EXERCISE DETAILS
Reproduce word for word the lines between those holding "pub mod presets" and "presets::glider().place_on(&mut grid, 3, 3);", inclusive, and nothing else from the data below.

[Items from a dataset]
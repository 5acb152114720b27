use super::{Cell, Grid};

/// A named set of live cells that can be stamped onto the board
#[derive(Clone)]
pub struct Pattern {
    pub name: &'static str,
    pub cells: Vec<(usize, usize)>, // Relative coordinates of alive cells
}

impl Pattern {
    pub fn new(name: &'static str, cells: Vec<(usize, usize)>) -> Self {
        Self { name, cells }
    }

    /// Place pattern on grid with its top-left corner at (x, y).
    /// Cells that fall off the board are clipped.
    pub fn place_on(&self, grid: &mut Grid, x: usize, y: usize) {
        for (dx, dy) in &self.cells {
            grid.set(x + dx, y + dy, Cell::Alive).ok();
        }
    }
}

/// Classic Game of Life seed patterns
pub mod presets {
    use super::*;

    /// Blinker - period 2 oscillator
    pub fn blinker() -> Pattern {
        Pattern::new(
            "Blinker",
            vec![
                (0, 1), (1, 1), (2, 1),
            ],
        )
    }

    /// Block - simple still life
    pub fn block() -> Pattern {
        Pattern::new(
            "Block",
            vec![
                (0, 0), (1, 0),
                (0, 1), (1, 1),
            ],
        )
    }

    /// Glider - simplest spaceship, moves diagonally
    pub fn glider() -> Pattern {
        Pattern::new(
            "Glider",
            vec![
                (1, 0),
                (2, 1),
                (0, 2), (1, 2), (2, 2),
            ],
        )
    }

    /// Toad - period 2 oscillator
    pub fn toad() -> Pattern {
        Pattern::new(
            "Toad",
            vec![
                (1, 0), (2, 0), (3, 0),
                (0, 1), (1, 1), (2, 1),
            ],
        )
    }
}

#[cfg(test)]
mod tests {
    use super::*;
    use crate::domain::ConwayRule;

    #[test]
    fn test_place_on_sets_documented_cells() {
        let mut grid = Grid::new(10, 10);
        presets::block().place_on(&mut grid, 3, 4);

        assert_eq!(grid.get(3, 4), Ok(Cell::Alive));
        assert_eq!(grid.get(4, 4), Ok(Cell::Alive));
        assert_eq!(grid.get(3, 5), Ok(Cell::Alive));
        assert_eq!(grid.get(4, 5), Ok(Cell::Alive));
        assert_eq!(
            grid.iter_cells().filter(|(_, _, c)| c.is_alive()).count(),
            4
        );
    }

    #[test]
    fn test_place_on_clips_at_edge() {
        let mut grid = Grid::new(5, 5);
        presets::glider().place_on(&mut grid, 3, 3);

        // Only the cells that fit on the board survive
        assert!(grid.iter_cells().filter(|(_, _, c)| c.is_alive()).count() < 5);
        assert_eq!(grid.get(4, 3), Ok(Cell::Alive));
    }

    #[test]
    fn test_toad_oscillates_back() {
        let mut grid = Grid::new(8, 8);
        presets::toad().place_on(&mut grid, 2, 3);
        let before = grid.clone();

        let after_two = grid.evolve(&ConwayRule).evolve(&ConwayRule);
        assert_eq!(after_two, before);
    }
}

RESPONSE
pub mod presets {
    use super::*;

    /// Blinker - period 2 oscillator
    pub fn blinker() -> Pattern {
        Pattern::new(
            "Blinker",
            vec![
                (0, 1), (1, 1), (2, 1),
            ],
        )
    }

    /// Block - simple still life
    pub fn block() -> Pattern {
        Pattern::new(
            "Block",
            vec![
                (0, 0), (1, 0),
                (0, 1), (1, 1),
            ],
        )
    }

    /// Glider - simplest spaceship, moves diagonally
    pub fn glider() -> Pattern {
        Pattern::new(
            "Glider",
            vec![
                (1, 0),
                (2, 1),
                (0, 2), (1, 2), (2, 2),
            ],
        )
    }

    /// Toad - period 2 oscillator
    pub fn toad() -> Pattern {
        Pattern::new(
            "Toad",
            vec![
                (1, 0), (2, 0), (3, 0),
                (0, 1), (1, 1), (2, 1),
            ],
        )
    }
}

#[cfg(test)]
mod tests {
    use super::*;
    use crate::domain::ConwayRule;

    #[test]
    fn test_place_on_sets_documented_cells() {
        let mut grid = Grid::new(10, 10);
        presets::block().place_on(&mut grid, 3, 4);

        assert_eq!(grid.get(3, 4), Ok(Cell::Alive));
        assert_eq!(grid.get(4, 4), Ok(Cell::Alive));
        assert_eq!(grid.get(3, 5), Ok(Cell::Alive));
        assert_eq!(grid.get(4, 5), Ok(Cell::Alive));
        assert_eq!(
            grid.iter_cells().filter(|(_, _, c)| c.is_alive()).count(),
            4
        );
    }

    #[test]
    fn test_place_on_clips_at_edge() {
        let mut grid = Grid::new(5, 5);
        presets::glider().place_on(&mut grid, 3, 3);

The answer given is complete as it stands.